START DATA FOR REVIEW

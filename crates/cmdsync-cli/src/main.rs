//! cmdsync CLI
//!
//! Boots the command registry and menu synchronization against a workspace
//! description file and prints the resulting menus.

use clap::{Parser, Subcommand};

mod commands;

#[derive(Debug, Parser)]
#[command(name = "cmdsync")]
#[command(about = "cmdsync - Command registry and menu synchronization", long_about = None)]
struct Cli {
    /// Log registry operations to stderr
    #[arg(short, long, global = true)]
    verbose: bool,

    #[command(subcommand)]
    command: Commands,
}

#[derive(Debug, Subcommand)]
enum Commands {
    /// Print the "Commands" context menu
    Menu(commands::WorkspaceArgs),
    /// Print the explorer tree: every goal with its commands
    Explorer(commands::WorkspaceArgs),
    /// Create a command from a command type
    Create(commands::mutate::CreateArgs),
    /// Duplicate a command under a fresh name
    Duplicate(commands::mutate::NameArgs),
    /// Remove a command
    Remove(commands::mutate::NameArgs),
    /// Perform the menu action of a command
    Run(commands::mutate::NameArgs),
}

#[tokio::main(flavor = "current_thread")]
async fn main() {
    let cli = Cli::parse();

    if cli.verbose {
        cmdsync_core::logging_facility::init(cmdsync_core::logging_facility::Profile::Development);
    }

    let result = match cli.command {
        Commands::Menu(args) => commands::menu::execute(args).await,
        Commands::Explorer(args) => commands::explorer::execute(args).await,
        Commands::Create(args) => commands::mutate::execute_create(args).await,
        Commands::Duplicate(args) => commands::mutate::execute_duplicate(args).await,
        Commands::Remove(args) => commands::mutate::execute_remove(args).await,
        Commands::Run(args) => commands::mutate::execute_run(args).await,
    };

    if let Err(e) = result {
        eprintln!("Error: {}", e);
        std::process::exit(1);
    }
}
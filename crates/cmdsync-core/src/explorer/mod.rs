//! Commands explorer panel
//!
//! The presenter behind the side panel listing commands by goal. Registry
//! notifications are coalesced by the refresh coordinator into one deferred
//! re-render; the add, duplicate and remove entry points report failures as
//! notifications instead of returning them.

pub mod grouping;
pub mod notification;
pub mod presenter;
pub mod refresh;
pub mod view;

pub use grouping::{group_commands_by_goal, CommandsByGoal};
pub use notification::{
    DisplayMode, InMemoryNotificationSink, Notification, NotificationSink, NotificationStatus,
};
pub use presenter::{CommandsExplorer, ExplorerMessages};
pub use refresh::{RefreshCoordinator, RefreshPhase};
pub use view::{ExplorerView, InMemoryExplorerView};
#![allow(clippy::unwrap_used, clippy::expect_used)]

mod common;

use std::sync::Arc;
use std::time::Duration;

use cmdsync_core::config::RefreshConfig;
use cmdsync_core::explorer::InMemoryExplorerView;
use cmdsync_core::{
    ApplicableContext, Command, CommandManager, GoalRegistry, RefreshCoordinator, RefreshPhase,
};
use common::loaded_manager;
use tokio::time::sleep;

/// The manager is returned so the coordinator's weak reference stays alive
async fn coordinator() -> (Arc<CommandManager>, RefreshCoordinator, Arc<InMemoryExplorerView>) {
    let manager = loaded_manager(vec![
        Command::new("c1", "custom", "").with_goal("build"),
        Command::new("c2", "custom", "").with_goal("run"),
    ])
    .await;
    let view = Arc::new(InMemoryExplorerView::new());
    let coordinator = RefreshCoordinator::new(
        &manager,
        Arc::new(GoalRegistry::new()),
        view.clone(),
        RefreshConfig::default(),
    );
    (manager, coordinator, view)
}

#[tokio::test(start_paused = true)]
async fn test_refresh_fires_after_delay() {
    let (_manager, coordinator, view) = coordinator().await;

    coordinator.request_refresh();
    assert_eq!(coordinator.phase(), RefreshPhase::PendingRefresh);

    sleep(Duration::from_millis(250)).await;
    assert_eq!(view.render_count(), 0);

    sleep(Duration::from_millis(100)).await;
    assert_eq!(view.render_count(), 1);
    assert_eq!(coordinator.phase(), RefreshPhase::Idle);
    assert!(view.selected_command().is_none());

    let rendered = view.rendered().unwrap();
    assert_eq!(rendered.len(), 5);
    assert_eq!(rendered.command_count(), 2);
}

#[tokio::test(start_paused = true)]
async fn test_burst_coalesces_into_one_refresh() {
    let (_manager, coordinator, view) = coordinator().await;

    for _ in 0..5 {
        coordinator.request_refresh();
        sleep(Duration::from_millis(100)).await;
    }
    assert_eq!(view.render_count(), 0);

    sleep(Duration::from_millis(250)).await;
    assert_eq!(view.render_count(), 1);
}

#[tokio::test(start_paused = true)]
async fn test_only_latest_target_is_selected() {
    let (_manager, coordinator, view) = coordinator().await;
    let c1 = Command::new("c1", "custom", "");
    let c2 = Command::new("c2", "custom", "");

    coordinator.request_refresh_and_select(&c1);
    sleep(Duration::from_millis(100)).await;
    coordinator.request_refresh_and_select(&c2);

    sleep(Duration::from_millis(350)).await;
    assert_eq!(view.render_count(), 1);
    assert_eq!(coordinator.phase(), RefreshPhase::PendingSelect);
    assert!(view.selected_command().is_none());

    sleep(Duration::from_millis(300)).await;
    assert_eq!(view.render_count(), 1);
    assert_eq!(view.selected_command().as_deref(), Some("c2"));
    assert_eq!(coordinator.phase(), RefreshPhase::Idle);
}

#[tokio::test(start_paused = true)]
async fn test_request_during_select_wait_cancels_select() {
    let (_manager, coordinator, view) = coordinator().await;

    coordinator.request_refresh_and_select(&Command::new("c1", "custom", ""));
    sleep(Duration::from_millis(350)).await;
    assert_eq!(coordinator.phase(), RefreshPhase::PendingSelect);

    coordinator.request_refresh();
    assert_eq!(coordinator.phase(), RefreshPhase::PendingRefresh);

    sleep(Duration::from_millis(1000)).await;
    assert_eq!(view.render_count(), 2);
    assert!(view.selected_command().is_none());
    assert_eq!(coordinator.phase(), RefreshPhase::Idle);
}

#[tokio::test(start_paused = true)]
async fn test_cancel_drops_pending_refresh() {
    let (_manager, coordinator, view) = coordinator().await;

    coordinator.request_refresh();
    coordinator.cancel();
    assert_eq!(coordinator.phase(), RefreshPhase::Idle);

    sleep(Duration::from_millis(1000)).await;
    assert_eq!(view.render_count(), 0);
}

#[tokio::test(start_paused = true)]
async fn test_refresh_reads_snapshot_at_fire_time() {
    let manager = loaded_manager(Vec::new()).await;
    let view = Arc::new(InMemoryExplorerView::new());
    let coordinator = RefreshCoordinator::new(
        &manager,
        Arc::new(GoalRegistry::new()),
        view.clone(),
        RefreshConfig {
            refresh_delay_ms: 50,
            select_delay_ms: 10,
        },
    );

    coordinator.request_refresh();
    manager
        .create_command("test", "custom", ApplicableContext::workspace())
        .await
        .unwrap();

    sleep(Duration::from_millis(60)).await;
    let rendered = view.rendered().unwrap();
    assert_eq!(rendered.get("test").unwrap().len(), 1);
}

#[test]
fn test_without_runtime_refreshes_immediately() {
    let runtime = tokio::runtime::Builder::new_current_thread().build().unwrap();
    let manager = runtime.block_on(loaded_manager(vec![Command::new("c1", "custom", "")]));
    let view = Arc::new(InMemoryExplorerView::new());
    let coordinator = RefreshCoordinator::new(
        &manager,
        Arc::new(GoalRegistry::new()),
        view.clone(),
        RefreshConfig::default(),
    );

    coordinator.request_refresh_and_select(&Command::new("c1", "custom", ""));

    assert_eq!(view.render_count(), 1);
    assert_eq!(view.selected_command().as_deref(), Some("c1"));
    assert_eq!(coordinator.phase(), RefreshPhase::Idle);
}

END DATA FOR REVIEW

WHAT TO PRODUCE: Every line in the data above has to be retyped exactly.

WRITTEN RESPONSE:
filename crates/cmdsync-cli/src/main.rs
//! cmdsync CLI
//!
//! Boots the command registry and menu synchronization against a workspace
//! description file and prints the resulting menus.

use clap::{Parser, Subcommand};

mod commands;

#[derive(Debug, Parser)]
#[command(name = "cmdsync")]
#[command(about = "cmdsync - Command registry and menu synchronization", long_about = None)]
struct Cli {
    /// Log registry operations to stderr
    #[arg(short, long, global = true)]
    verbose: bool,

    #[command(subcommand)]
    command: Commands,
}

#[derive(Debug, Subcommand)]
enum Commands {
    /// Print the "Commands" context menu
    Menu(commands::WorkspaceArgs),
    /// Print the explorer tree: every goal with its commands
    Explorer(commands::WorkspaceArgs),
    /// Create a command from a command type
    Create(commands::mutate::CreateArgs),
    /// Duplicate a command under a fresh name
    Duplicate(commands::mutate::NameArgs),
    /// Remove a command
    Remove(commands::mutate::NameArgs),
    /// Perform the menu action of a command
    Run(commands::mutate::NameArgs),
}

#[tokio::main(flavor = "current_thread")]
async fn main() {
    let cli = Cli::parse();

    if cli.verbose {
        cmdsync_core::logging_facility::init(cmdsync_core::logging_facility::Profile::Development);
    }

    let result = match cli.command {
        Commands::Menu(args) => commands::menu::execute(args).await,
        Commands::Explorer(args) => commands::explorer::execute(args).await,
        Commands::Create(args) => commands::mutate::execute_create(args).await,
        Commands::Duplicate(args) => commands::mutate::execute_duplicate(args).await,
        Commands::Remove(args) => commands::mutate::execute_remove(args).await,
        Commands::Run(args) => commands::mutate::execute_run(args).await,
    };

    if let Err(e) = result {
        eprintln!("Error: {}", e);
        std::process::exit(1);
    }
}
filename crates/cmdsync-core/src/explorer/mod.rs
//! Commands explorer panel
//!
//! The presenter behind the side panel listing commands by goal. Registry
//! notifications are coalesced by the refresh coordinator into one deferred
//! re-render; the add, duplicate and remove entry points report failures as
//! notifications instead of returning them.

pub mod grouping;
pub mod notification;
pub mod presenter;
pub mod refresh;
pub mod view;

pub use grouping::{group_commands_by_goal, CommandsByGoal};
pub use notification::{
    DisplayMode, InMemoryNotificationSink, Notification, NotificationSink, NotificationStatus,
};
pub use presenter::{CommandsExplorer, ExplorerMessages};
pub use refresh::{RefreshCoordinator, RefreshPhase};
pub use view::{ExplorerView, InMemoryExplorerView};
#![allow(clippy::unwrap_used, clippy::expect_used)]

mod common;

use std::sync::Arc;
use std::time::Duration;

use cmdsync_core::config::RefreshConfig;
use cmdsync_core::explorer::InMemoryExplorerView;
use cmdsync_core::{
    ApplicableContext, Command, CommandManager, GoalRegistry, RefreshCoordinator, RefreshPhase,
};
use common::loaded_manager;
use tokio::time::sleep;

/// The manager is returned so the coordinator's weak reference stays alive
async fn coordinator() -> (Arc<CommandManager>, RefreshCoordinator, Arc<InMemoryExplorerView>) {
    let manager = loaded_manager(vec![
        Command::new("c1", "custom", "").with_goal("build"),
        Command::new("c2", "custom", "").with_goal("run"),
    ])
    .await;
    let view = Arc::new(InMemoryExplorerView::new());
    let coordinator = RefreshCoordinator::new(
        &manager,
        Arc::new(GoalRegistry::new()),
        view.clone(),
        RefreshConfig::default(),
    );
    (manager, coordinator, view)
}

#[tokio::test(start_paused = true)]
async fn test_refresh_fires_after_delay() {
    let (_manager, coordinator, view) = coordinator().await;

    coordinator.request_refresh();
    assert_eq!(coordinator.phase(), RefreshPhase::PendingRefresh);

    sleep(Duration::from_millis(250)).await;
    assert_eq!(view.render_count(), 0);

    sleep(Duration::from_millis(100)).await;
    assert_eq!(view.render_count(), 1);
    assert_eq!(coordinator.phase(), RefreshPhase::Idle);
    assert!(view.selected_command().is_none());

    let rendered = view.rendered().unwrap();
    assert_eq!(rendered.len(), 5);
    assert_eq!(rendered.command_count(), 2);
}

#[tokio::test(start_paused = true)]
async fn test_burst_coalesces_into_one_refresh() {
    let (_manager, coordinator, view) = coordinator().await;

    for _ in 0..5 {
        coordinator.request_refresh();
        sleep(Duration::from_millis(100)).await;
    }
    assert_eq!(view.render_count(), 0);

    sleep(Duration::from_millis(250)).await;
    assert_eq!(view.render_count(), 1);
}

#[tokio::test(start_paused = true)]
async fn test_only_latest_target_is_selected() {
    let (_manager, coordinator, view) = coordinator().await;
    let c1 = Command::new("c1", "custom", "");
    let c2 = Command::new("c2", "custom", "");

    coordinator.request_refresh_and_select(&c1);
    sleep(Duration::from_millis(100)).await;
    coordinator.request_refresh_and_select(&c2);

    sleep(Duration::from_millis(350)).await;
    assert_eq!(view.render_count(), 1);
    assert_eq!(coordinator.phase(), RefreshPhase::PendingSelect);
    assert!(view.selected_command().is_none());

    sleep(Duration::from_millis(300)).await;
    assert_eq!(view.render_count(), 1);
    assert_eq!(view.selected_command().as_deref(), Some("c2"));
    assert_eq!(coordinator.phase(), RefreshPhase::Idle);
}

#[tokio::test(start_paused = true)]
async fn test_request_during_select_wait_cancels_select() {
    let (_manager, coordinator, view) = coordinator().await;

    coordinator.request_refresh_and_select(&Command::new("c1", "custom", ""));
    sleep(Duration::from_millis(350)).await;
    assert_eq!(coordinator.phase(), RefreshPhase::PendingSelect);

    coordinator.request_refresh();
    assert_eq!(coordinator.phase(), RefreshPhase::PendingRefresh);

    sleep(Duration::from_millis(1000)).await;
    assert_eq!(view.render_count(), 2);
    assert!(view.selected_command().is_none());
    assert_eq!(coordinator.phase(), RefreshPhase::Idle);
}

#[tokio::test(start_paused = true)]
async fn test_cancel_drops_pending_refresh() {
    let (_manager, coordinator, view) = coordinator().await;

    coordinator.request_refresh();
    coordinator.cancel();
    assert_eq!(coordinator.phase(), RefreshPhase::Idle);

    sleep(Duration::from_millis(1000)).await;
    assert_eq!(view.render_count(), 0);
}

#[tokio::test(start_paused = true)]
async fn test_refresh_reads_snapshot_at_fire_time() {
    let manager = loaded_manager(Vec::new()).await;
    let view = Arc::new(InMemoryExplorerView::new());
    let coordinator = RefreshCoordinator::new(
        &manager,
        Arc::new(GoalRegistry::new()),
        view.clone(),
        RefreshConfig {
            refresh_delay_ms: 50,
            select_delay_ms: 10,
        },
    );

    coordinator.request_refresh();
    manager
        .create_command("test", "custom", ApplicableContext::workspace())
        .await
        .unwrap();

    sleep(Duration::from_millis(60)).await;
    let rendered = view.rendered().unwrap();
    assert_eq!(rendered.get("test").unwrap().len(), 1);
}

#[test]
fn test_without_runtime_refreshes_immediately() {
    let runtime = tokio::runtime::Builder::new_current_thread().build().unwrap();
    let manager = runtime.block_on(loaded_manager(vec![Command::new("c1", "custom", "")]));
    let view = Arc::new(InMemoryExplorerView::new());
    let coordinator = RefreshCoordinator::new(
        &manager,
        Arc::new(GoalRegistry::new()),
        view.clone(),
        RefreshConfig::default(),
    );

    coordinator.request_refresh_and_select(&Command::new("c1", "custom", ""));

    assert_eq!(view.render_count(), 1);
    assert_eq!(view.selected_command().as_deref(), Some("c1"));
    assert_eq!(coordinator.phase(), RefreshPhase::Idle);
}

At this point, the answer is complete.